Introduction Prolactinomas without galactorhhea may be considered menopause or not diagnosed. This is a cases series.
Case1. 76-year female with menopause at age of 52 was discovered at 66 yrs with high prolactin and a pituitary micro-nodule. Bromocriptin was continued for 6 years then switched to cabergoline with constant imagery. The patient did not display at all galactorrhea. Osteoporosis was diagnosed at age of 66 with previous 2 fragility fractures.
Case2. 45-year female is known with secondary amenorrhea (without galactorrhea) for the last 7 years being considered menopause. She experienced headaches thus a MRI was performed and found a pituitary tumour of 1.5cm. Low FSH with increased prolactin was revealed. Cabergoline was started. Within 2 months the menses resumed and headache mildly improved. After 3 months prolactin normalised under weekly 2 mg of cabergoline. Periodical prolactin control is necessary as well as a pituitary scan at 6 months.

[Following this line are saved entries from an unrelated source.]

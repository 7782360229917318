//! Exam session state machine.
//!
//! An [`ExamSession`] is created from a subject's question pool, mutated by the
//! participant (answer, advance, jump, power-ups) and by a once-per-second
//! [`ExamSession::tick`], and ends in a terminal finished state.

use chrono::{DateTime, Utc};
use rand::Rng;
use rand::seq::index;
use std::fmt;
use thiserror::Error;

use crate::model::{
    ExamResult, ExamResultDraft, ExamResultError, FinishReason, OPTION_COUNT, OptionIndex,
    PowerupKind, PowerupUse, Question, Subject, UserId,
};

//
// ─── ERRORS ────────────────────────────────────────────────────────────────────
//

#[derive(Debug, Error, Clone, PartialEq, Eq)]
#[non_exhaustive]
pub enum RulesError {
    #[error("question count must be > 0")]
    InvalidQuestionCount,

    #[error("exam duration must be > 0")]
    InvalidDuration,
}

#[derive(Debug, Error, Clone, PartialEq, Eq)]
#[non_exhaustive]
pub enum SessionError {
    #[error("only {available} questions available, at least {required} are needed")]
    InsufficientQuestions { available: usize, required: usize },

    #[error("choose an answer first")]
    NoAnswerSelected,

    #[error("question {index} does not exist (exam has {count})")]
    InvalidQuestionIndex { index: usize, count: usize },

    #[error("option {0} has been removed for this question")]
    OptionDisabled(OptionIndex),

    #[error("needs {required_secs}s of remaining time, only {remaining_secs}s left")]
    InsufficientTime {
        required_secs: u32,
        remaining_secs: u32,
    },

    #[error("exam already finished")]
    Finished,

    #[error("exam is still in progress")]
    NotFinished,

    #[error(transparent)]
    Result(#[from] ExamResultError),
}

//
// ─── RULES ─────────────────────────────────────────────────────────────────────
//

/// Exam-wide parameters.
#[derive(Debug, Clone, Copy, PartialEq, Eq)]
pub struct ExamRules {
    question_count: usize,
    duration_secs: u32,
    xp_per_correct: u64,
}

impl ExamRules {
    /// 20 questions, 90 minutes, 100 XP per correct answer.
    #[must_use]
    pub fn standard() -> Self {
        Self {
            question_count: 20,
            duration_secs: 90 * 60,
            xp_per_correct: 100,
        }
    }

    /// # Errors
    ///
    /// Returns `RulesError` if the question count or duration is zero.
    pub fn new(
        question_count: usize,
        duration_secs: u32,
        xp_per_correct: u64,
    ) -> Result<Self, RulesError> {
        if question_count == 0 {
            return Err(RulesError::InvalidQuestionCount);
        }
        if duration_secs == 0 {
            return Err(RulesError::InvalidDuration);
        }
        Ok(Self {
            question_count,
            duration_secs,
            xp_per_correct,
        })
    }

    #[must_use]
    pub fn question_count(&self) -> usize {
        self.question_count
    }

    #[must_use]
    pub fn duration_secs(&self) -> u32 {
        self.duration_secs
    }

    #[must_use]
    pub fn xp_per_correct(&self) -> u64 {
        self.xp_per_correct
    }
}

impl Default for ExamRules {
    fn default() -> Self {
        Self::standard()
    }
}

//
// ─── STATE ─────────────────────────────────────────────────────────────────────
//

#[derive(Debug, Clone, Copy, PartialEq, Eq)]
pub enum SessionState {
    InProgress,
    Finished(FinishReason),
}

/// What a charged power-up did to the current question.
#[derive(Debug, Clone, PartialEq, Eq)]
pub enum PowerupEffect {
    /// Clue text, or `None` when the question has none.
    Clue(Option<String>),
    /// Two incorrect options that are no longer selectable.
    Eliminated([OptionIndex; 2]),
    /// The correct option; every other option is disabled.
    Revealed(OptionIndex),
}

impl PowerupEffect {
    pub const NO_CLUE: &'static str = "No clue is available for this question.";
}

#[derive(Clone)]
struct Slot {
    question: Question,
    answer: Option<OptionIndex>,
    scored: bool,
    disabled: [bool; OPTION_COUNT],
    revealed: bool,
}

impl Slot {
    fn new(question: Question) -> Self {
        Self {
            question,
            answer: None,
            scored: false,
            disabled: [false; OPTION_COUNT],
            revealed: false,
        }
    }
}

//
// ─── SESSION ───────────────────────────────────────────────────────────────────
//

/// One attempt at an exam for a single subject.
#[derive(Clone)]
pub struct ExamSession {
    subject: Subject,
    rules: ExamRules,
    slots: Vec<Slot>,
    current: usize,
    time_remaining: u32,
    score: u32,
    xp_earned: u64,
    used_powerups: Vec<PowerupUse>,
    state: SessionState,
    started_at: DateTime<Utc>,
}

impl ExamSession {
    /// Samples `rules.question_count()` questions without replacement from `pool`
    /// and starts the countdown.
    ///
    /// # Errors
    ///
    /// Returns `SessionError::InsufficientQuestions` if the pool is too small.
    pub fn start<R: Rng + ?Sized>(
        subject: Subject,
        pool: Vec<Question>,
        rules: ExamRules,
        rng: &mut R,
        started_at: DateTime<Utc>,
    ) -> Result<Self, SessionError> {
        let required = rules.question_count();
        if pool.len() < required {
            return Err(SessionError::InsufficientQuestions {
                available: pool.len(),
                required,
            });
        }

        let picks = index::sample(rng, pool.len(), required);
        let mut pool: Vec<Option<Question>> = pool.into_iter().map(Some).collect();
        let slots = picks
            .into_iter()
            .filter_map(|i| pool[i].take())
            .map(Slot::new)
            .collect();

        Ok(Self {
            subject,
            rules,
            slots,
            current: 0,
            time_remaining: rules.duration_secs(),
            score: 0,
            xp_earned: 0,
            used_powerups: Vec::new(),
            state: SessionState::InProgress,
            started_at,
        })
    }

    #[must_use]
    pub fn subject(&self) -> Subject {
        self.subject
    }

    #[must_use]
    pub fn rules(&self) -> ExamRules {
        self.rules
    }

    #[must_use]
    pub fn state(&self) -> SessionState {
        self.state
    }

    #[must_use]
    pub fn is_finished(&self) -> bool {
        matches!(self.state, SessionState::Finished(_))
    }

    #[must_use]
    pub fn started_at(&self) -> DateTime<Utc> {
        self.started_at
    }

    #[must_use]
    pub fn question_count(&self) -> usize {
        self.slots.len()
    }

    #[must_use]
    pub fn current_index(&self) -> usize {
        self.current
    }

    #[must_use]
    pub fn current_question(&self) -> &Question {
        &self.slots[self.current].question
    }

    #[must_use]
    pub fn question(&self, index: usize) -> Option<&Question> {
        self.slots.get(index).map(|s| &s.question)
    }

    #[must_use]
    pub fn answer(&self, index: usize) -> Option<OptionIndex> {
        self.slots.get(index).and_then(|s| s.answer)
    }

    #[must_use]
    pub fn answers(&self) -> Vec<Option<OptionIndex>> {
        self.slots.iter().map(|s| s.answer).collect()
    }

    #[must_use]
    pub fn answered_count(&self) -> usize {
        self.slots.iter().filter(|s| s.answer.is_some()).count()
    }

    /// Whether the question has already been scored by a forward advance.
    #[must_use]
    pub fn is_scored(&self, index: usize) -> bool {
        self.slots.get(index).is_some_and(|s| s.scored)
    }

    /// Whether `option` can still be chosen on question `index`.
    #[must_use]
    pub fn is_option_enabled(&self, index: usize, option: OptionIndex) -> bool {
        self.slots
            .get(index)
            .is_some_and(|s| !s.disabled[option.as_usize()])
    }

    /// The correct option of question `index` if a Reveal was bought for it.
    #[must_use]
    pub fn revealed_answer(&self, index: usize) -> Option<OptionIndex> {
        self.slots
            .get(index)
            .filter(|s| s.revealed)
            .map(|s| s.question.answer())
    }

    #[must_use]
    pub fn time_remaining(&self) -> u32 {
        self.time_remaining
    }

    #[must_use]
    pub fn score(&self) -> u32 {
        self.score
    }

    #[must_use]
    pub fn xp_earned(&self) -> u64 {
        self.xp_earned
    }

    #[must_use]
    pub fn used_powerups(&self) -> &[PowerupUse] {
        &self.used_powerups
    }

    fn ensure_in_progress(&self) -> Result<(), SessionError> {
        if self.is_finished() {
            Err(SessionError::Finished)
        } else {
            Ok(())
        }
    }

    /// Records `option` as the answer to the current question.
    ///
    /// # Errors
    ///
    /// Returns `SessionError::Finished` after the exam ended and
    /// `SessionError::OptionDisabled` for an option removed by a power-up.
    pub fn select_answer(&mut self, option: OptionIndex) -> Result<(), SessionError> {
        self.ensure_in_progress()?;
        let slot = &mut self.slots[self.current];
        if slot.disabled[option.as_usize()] {
            return Err(SessionError::OptionDisabled(option));
        }
        slot.answer = Some(option);
        Ok(())
    }

    /// Moves past the current question, scoring it the first time it is left.
    ///
    /// Leaving the last question finishes the exam. Answers changed after a
    /// question was scored do not affect the score.
    ///
    /// # Errors
    ///
    /// Returns `SessionError::NoAnswerSelected` if the current question is unanswered.
    pub fn advance(&mut self) -> Result<SessionState, SessionError> {
        self.ensure_in_progress()?;
        let xp_per_correct = self.rules.xp_per_correct();
        let slot = &mut self.slots[self.current];
        let Some(answer) = slot.answer else {
            return Err(SessionError::NoAnswerSelected);
        };

        if !slot.scored {
            slot.scored = true;
            if slot.question.is_correct(answer) {
                self.score += 1;
                self.xp_earned += xp_per_correct;
            }
        }

        if self.current + 1 >= self.slots.len() {
            self.state = SessionState::Finished(FinishReason::Completed);
        } else {
            self.current += 1;
        }
        Ok(self.state)
    }

    /// Jumps to any question without scoring anything.
    ///
    /// # Errors
    ///
    /// Returns `SessionError::InvalidQuestionIndex` for an out-of-range index.
    pub fn go_to(&mut self, index: usize) -> Result<(), SessionError> {
        self.ensure_in_progress()?;
        if index >= self.slots.len() {
            return Err(SessionError::InvalidQuestionIndex {
                index,
                count: self.slots.len(),
            });
        }
        self.current = index;
        Ok(())
    }

    /// Buys a power-up for the current question.
    ///
    /// Returns `Ok(None)` without charging when no time is left at all.
    /// Power-ups can be bought repeatedly; each purchase is charged.
    ///
    /// # Errors
    ///
    /// Returns `SessionError::InsufficientTime` (nothing charged) when the cost
    /// exceeds the remaining time, and `SessionError::Finished` after the exam ended.
    pub fn use_powerup<R: Rng + ?Sized>(
        &mut self,
        kind: PowerupKind,
        rng: &mut R,
    ) -> Result<Option<PowerupEffect>, SessionError> {
        if self.time_remaining == 0 {
            return Ok(None);
        }
        self.ensure_in_progress()?;

        let cost = kind.cost_secs();
        if self.time_remaining < cost {
            return Err(SessionError::InsufficientTime {
                required_secs: cost,
                remaining_secs: self.time_remaining,
            });
        }
        self.time_remaining -= cost;
        self.used_powerups.push(PowerupUse {
            question_index: self.current,
            kind,
        });

        let slot = &mut self.slots[self.current];
        let correct = slot.question.answer();
        let effect = match kind {
            PowerupKind::Clue => PowerupEffect::Clue(slot.question.clue().map(str::to_owned)),
            PowerupKind::FiftyFifty => {
                let wrong: Vec<OptionIndex> =
                    OptionIndex::all().filter(|o| *o != correct).collect();
                let picks = index::sample(rng, wrong.len(), 2);
                let removed = [wrong[picks.index(0)], wrong[picks.index(1)]];
                for option in removed {
                    slot.disabled[option.as_usize()] = true;
                }
                PowerupEffect::Eliminated(removed)
            }
            PowerupKind::Reveal => {
                slot.revealed = true;
                for option in OptionIndex::all().filter(|o| *o != correct) {
                    slot.disabled[option.as_usize()] = true;
                }
                PowerupEffect::Revealed(correct)
            }
        };
        Ok(Some(effect))
    }

    /// One second of the countdown. Reaching zero finishes the exam; the
    /// question on screen is not scored. A finished exam ignores ticks.
    pub fn tick(&mut self) -> SessionState {
        if self.is_finished() {
            return self.state;
        }
        self.time_remaining = self.time_remaining.saturating_sub(1);
        if self.time_remaining == 0 {
            self.state = SessionState::Finished(FinishReason::TimedOut);
        }
        self.state
    }

    /// Builds the persisted result of a finished exam.
    ///
    /// # Errors
    ///
    /// Returns `SessionError::NotFinished` while the exam is still running.
    pub fn result(
        &self,
        user_id: UserId,
        completed_at: DateTime<Utc>,
    ) -> Result<ExamResult, SessionError> {
        let SessionState::Finished(finish_reason) = self.state else {
            return Err(SessionError::NotFinished);
        };
        let question_count = u32::try_from(self.slots.len()).unwrap_or(u32::MAX);
        let powerups_used = u32::try_from(self.used_powerups.len()).unwrap_or(u32::MAX);

        Ok(ExamResult::from_persisted(ExamResultDraft {
            user_id,
            subject: self.subject,
            score: self.score,
            question_count,
            xp_earned: self.xp_earned,
            time_remaining_secs: self.time_remaining,
            duration_secs: self.rules.duration_secs(),
            powerups_used,
            finish_reason,
            started_at: self.started_at,
            completed_at: completed_at.max(self.started_at),
        })?)
    }
}

impl fmt::Debug for ExamSession {
    fn fmt(&self, f: &mut fmt::Formatter<'_>) -> fmt::Result {
        f.debug_struct("ExamSession")
            .field("subject", &self.subject)
            .field("questions", &self.slots.len())
            .field("current", &self.current)
            .field("time_remaining", &self.time_remaining)
            .field("score", &self.score)
            .field("state", &self.state)
            .finish_non_exhaustive()
    }
}

//
// ─── TESTS ─────────────────────────────────────────────────────────────────────
//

Case3. 39-year female had a 3 yrs history of secondary amenorrhea. A prolactin of 117ng/mL and a microprolactinoma of 0.77cm were found. Cabergoline was started and progressively increased up to 1.5mg per week. The prolactin quickly normalised up to 8ng/mL within 4 months. She was followed for 2 years and the imagery found a tumour reduction to 0.44cm.
Conclusion Prolactinomas associate a great variety of clinical presentations. They interfere with menopause by mimicking it in cases without galactorrhea. Also a newly diagnosed prolactinoma during menopause needs long term therapy and followed-up for especially for bone safety.